Il nuovo corso delle centrali a carbone, tra parchi, hub energetici e tecnologici
Viaggio tra i siti industriali che producevano energia elettrica. Per il momento sono attive solo due centrali in Sardegna
4' di lettura
I punti chiave
4' di lettura
L’energia dal carbone non arriva quasi più. E per le centrali si prepara un nuovo corso, che spazia dalle rinnovabili alle nuove iniziative imprenditoriali, sino agli hub cultuali o tecnologici.
Il viaggio verso il traguardo “carbone zero” che prevede lo spegnimento delle centrali sparse per l’Italia è iniziato da tempo. E nella maggior parte delle strutture industriali, si lavora alla riconversione.
La Spezia ultimo tassello del mosaico
L’ultimo tassello di un mosaico ancora da completare, è quello di La Spezia, dove sono in coso i lavori di demolizione della centrale elettrica a carbone.

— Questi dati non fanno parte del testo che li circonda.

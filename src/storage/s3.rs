//! S3-compatible artifact store (AWS S3, MinIO).
//!
//! Requests are path-style (`<endpoint>/<bucket>/<key>`) and signed with AWS
//! Signature Version 4. The whole object is hashed up front, so uploads are
//! buffered in memory; converted PDFs are small enough for that.

use std::collections::BTreeMap;
use std::path::Path;
use std::sync::atomic::{AtomicBool, Ordering};

use async_trait::async_trait;
use chrono::{DateTime, Utc};
use hmac::{Hmac, Mac};
use reqwest::{Method, StatusCode};
use secrecy::ExposeSecret;
use sha2::{Digest, Sha256};

use crate::config::StorageConfig;
use crate::storage::{ArtifactStore, Metadata, Result, StorageError, encode_key};

type HmacSha256 = Hmac<Sha256>;

const EMPTY_PAYLOAD_SHA256: &str =
    "e3b0c44298fc1c149afbf4c8996fb92427ae41e4649b934ca495991b7852b855";

/// Uploads to one bucket of an S3-compatible service.
pub struct S3Store {
    config: StorageConfig,
    http: reqwest::Client,
    bucket_ready: AtomicBool,
}

impl S3Store {
    pub fn new(config: StorageConfig) -> Result<Self> {
        let http = reqwest::Client::builder()
            .timeout(config.request_timeout)
            .build()
            .map_err(|e| StorageError::Request {
                reason: e.to_string(),
            })?;
        Ok(Self {
            config,
            http,
            bucket_ready: AtomicBool::new(false),
        })
    }

    fn bucket_url(&self) -> String {
        format!("{}/{}", self.config.endpoint_url, self.config.bucket)
    }

    fn object_url(&self, key: &str) -> String {
        format!("{}/{}", self.bucket_url(), encode_key(key))
    }

    /// URL handed back to clients for a stored key.
    pub fn public_url(&self, key: &str) -> String {
        format!(
            "{}/{}/{}",
            self.config.public_base(),
            self.config.bucket,
            encode_key(key)
        )
    }

    async fn bucket_exists(&self) -> Result<bool> {
        let response = self
            .send(Method::HEAD, &self.bucket_url(), Vec::new(), BTreeMap::new())
            .await?;
        match response.status() {
            s if s.is_success() => Ok(true),
            StatusCode::NOT_FOUND => Ok(false),
            s => Err(StorageError::Bucket {
                bucket: self.config.bucket.clone(),
                reason: format!("HEAD returned HTTP {}", s.as_u16()),
            }),
        }
    }

    /// Create the bucket on first use if it does not exist.
    async fn ensure_bucket(&self) -> Result<()> {
        if self.bucket_ready.load(Ordering::Acquire) {
            return Ok(());
        }

        if !self.bucket_exists().await? {
            tracing::warn!(bucket = %self.config.bucket, "Bucket does not exist, creating it");
            let response = self
                .send(Method::PUT, &self.bucket_url(), Vec::new(), BTreeMap::new())
                .await?;
            let status = response.status();
            // Another job may have created it in the meantime.
            if !status.is_success() && status != StatusCode::CONFLICT {
                let body = response.text().await.unwrap_or_default();
                return Err(StorageError::Bucket {
                    bucket: self.config.bucket.clone(),
                    reason: format!("create returned HTTP {}: {}", status.as_u16(), body),
                });
            }
            tracing::info!(bucket = %self.config.bucket, "Created bucket");
        }

        self.bucket_ready.store(true, Ordering::Release);
        Ok(())
    }

    async fn send(
        &self,
        method: Method,
        url: &str,
        body: Vec<u8>,
        extra_headers: BTreeMap<String, String>,
    ) -> Result<reqwest::Response> {
        let parsed = reqwest::Url::parse(url).map_err(|e| StorageError::Request {
            reason: format!("invalid storage URL {}: {}", url, e),
        })?;
        let payload_hash = if body.is_empty() {
            EMPTY_PAYLOAD_SHA256.to_string()
        } else {
            hex::encode(Sha256::digest(&body))
        };

        let signed = sign_request(SigningInput {
            method: method.as_str(),
            url: &parsed,
            headers: extra_headers,
            payload_hash: &payload_hash,
            access_key_id: &self.config.access_key_id,
            secret_access_key: self.config.secret_access_key.expose_secret(),
            region: &self.config.region,
            now: Utc::now(),
        });

        let mut request = self.http.request(method, parsed);
        for (name, value) in &signed.headers {
            if name != "host" {
                request = request.header(name, value);
            }
        }
        request = request.header("authorization", signed.authorization);
        if !body.is_empty() {
            request = request.body(body);
        }

        request.send().await.map_err(|e| {
            if e.is_timeout() {
                StorageError::Timeout {
                    elapsed: self.config.request_timeout,
                }
            } else {
                StorageError::Request {
                    reason: e.to_string(),
                }
            }
        })
    }
}

#[async_trait]
impl ArtifactStore for S3Store {
    async fn put(
        &self,
        local_path: &Path,
        key: &str,
        content_type: &str,
        metadata: &Metadata,
    ) -> Result<String> {
        self.ensure_bucket().await?;

        let body = tokio::fs::read(local_path).await?;
        let size = body.len();

        let mut headers = BTreeMap::new();
        headers.insert("content-type".to_string(), content_type.to_string());
        for (name, value) in metadata {
            headers.insert(format!("x-amz-meta-{}", name.to_lowercase()), value.clone());
        }

        tracing::info!(
            bucket = %self.config.bucket,
            key = %key,
            size,
            "Uploading artifact"
        );

        let response = self
            .send(Method::PUT, &self.object_url(key), body, headers)
            .await?;
        let status = response.status();
        if !status.is_success() {
            let message = response.text().await.unwrap_or_default();
            return Err(StorageError::Rejected {
                status: status.as_u16(),
                message,
            });
        }

        Ok(self.public_url(key))
    }

    async fn ensure_ready(&self) -> Result<()> {
        if self.bucket_exists().await? {
            tracing::info!(bucket = %self.config.bucket, endpoint = %self.config.endpoint_url, "Storage reachable");
            self.bucket_ready.store(true, Ordering::Release);
        } else {
            tracing::warn!(
                bucket = %self.config.bucket,
                "Bucket does not exist, it will be created on first upload"
            );
        }
        Ok(())
    }

    fn name(&self) -> &'static str {
        "s3"
    }
}

struct SigningInput<'a> {
    method: &'a str,
    url: &'a reqwest::Url,
    headers: BTreeMap<String, String>,
    payload_hash: &'a str,
    access_key_id: &'a str,
    secret_access_key: &'a str,
    region: &'a str,
    now: DateTime<Utc>,
}

struct SignedRequest {
    /// Every signed header, lowercase names.
    headers: BTreeMap<String, String>,
    authorization: String,
}

/// AWS Signature Version 4 for the `s3` service.
fn sign_request(input: SigningInput<'_>) -> SignedRequest {
    let amz_date = input.now.format("%Y%m%dT%H%M%SZ").to_string();
    let date = input.now.format("%Y%m%d").to_string();

    let mut headers: BTreeMap<String, String> = input
        .headers
        .into_iter()
        .map(|(k, v)| (k.to_lowercase(), v.trim().to_string()))
        .collect();
    headers.insert("host".to_string(), host_header(input.url));
    headers.insert("x-amz-date".to_string(), amz_date.clone());
    headers.insert(
        "x-amz-content-sha256".to_string(),
        input.payload_hash.to_string(),
    );

    let canonical_headers: String = headers
        .iter()
        .map(|(k, v)| format!("{}:{}\n", k, v))
        .collect();
    let signed_headers = headers.keys().cloned().collect::<Vec<_>>().join(";");

    let canonical_request = format!(
        "{}\n{}\n{}\n{}\n{}\n{}",
        input.method,
        canonical_uri(input.url),
        canonical_query(input.url),
        canonical_headers,
        signed_headers,
        input.payload_hash
    );

    let scope = format!("{}/{}/s3/aws4_request", date, input.region);
    let string_to_sign = format!(
        "AWS4-HMAC-SHA256\n{}\n{}\n{}",
        amz_date,
        scope,
        hex::encode(Sha256::digest(canonical_request.as_bytes()))
    );

    let key = signing_key(input.secret_access_key, &date, input.region);
    let signature = hex::encode(hmac(&key, string_to_sign.as_bytes()));

    let authorization = format!(
        "AWS4-HMAC-SHA256 Credential={}/{}, SignedHeaders={}, Signature={}",
        input.access_key_id, scope, signed_headers, signature
    );

    SignedRequest {
        headers,
        authorization,
    }
}

fn signing_key(secret: &str, date: &str, region: &str) -> Vec<u8> {
    let k_date = hmac(format!("AWS4{}", secret).as_bytes(), date.as_bytes());
    let k_region = hmac(&k_date, region.as_bytes());
    let k_service = hmac(&k_region, b"s3");
    hmac(&k_service, b"aws4_request")
}

fn hmac(key: &[u8], data: &[u8]) -> Vec<u8> {
    // HMAC accepts keys of any length.
    let mut mac = match HmacSha256::new_from_slice(key) {
        Ok(mac) => mac,
        Err(_) => unreachable!("HMAC-SHA256 accepts any key length"),
    };
    mac.update(data);
    mac.finalize().into_bytes().to_vec()
}

fn host_header(url: &reqwest::Url) -> String {
    let host = url.host_str().unwrap_or_default();
    match url.port() {
        Some(port) => format!("{}:{}", host, port),
        None => host.to_string(),
    }
}

/// The URL path is already percent-encoded by [`encode_key`]; S3 signs it
/// as sent.
fn canonical_uri(url: &reqwest::Url) -> String {
    match url.path() {
        "" => "/".to_string(),
        path => path.to_string(),
    }
}

fn canonical_query(url: &reqwest::Url) -> String {
    let mut pairs: Vec<(String, String)> = url
        .query_pairs()
        .map(|(k, v)| {
            (
                urlencoding::encode(&k).into_owned(),
                urlencoding::encode(&v).into_owned(),
            )
        })
        .collect();
    pairs.sort();
    pairs
        .into_iter()
        .map(|(k, v)| format!("{}={}", k, v))
        .collect::<Vec<_>>()
        .join("&")
}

Proprio i giorni scorsi c’è stata la visita del sindaco Pierluigi Peracchini al cantiere di demolizione. L’area è interessata da un piano di demolizione funzionale a un progetto di riqualificazione e sviluppo del sito. Tra le attività previste, anche l’abbattimento della ciminiera alta 220 metri e dal peso di 10 mila tonnellate che «verrà demolita, secondo i migliori standard tecnologici e ambientali, con la tecnica top-down, e con la massimizzazione della demolizione meccanizzata, che permette di ridurre i lavori in altezza». L’intervento sarà completato entro la fine del 2025.
Un nuovo corso
«Il rilancio di quest’area - ha commentato nel corso della visita ai cantieri Peracchini - aprirà nuove opportunità di sviluppo per imprese e lavoratori, in piena coerenza con gli obiettivi di crescita sostenibile che guidano la nostra azione amministrativa».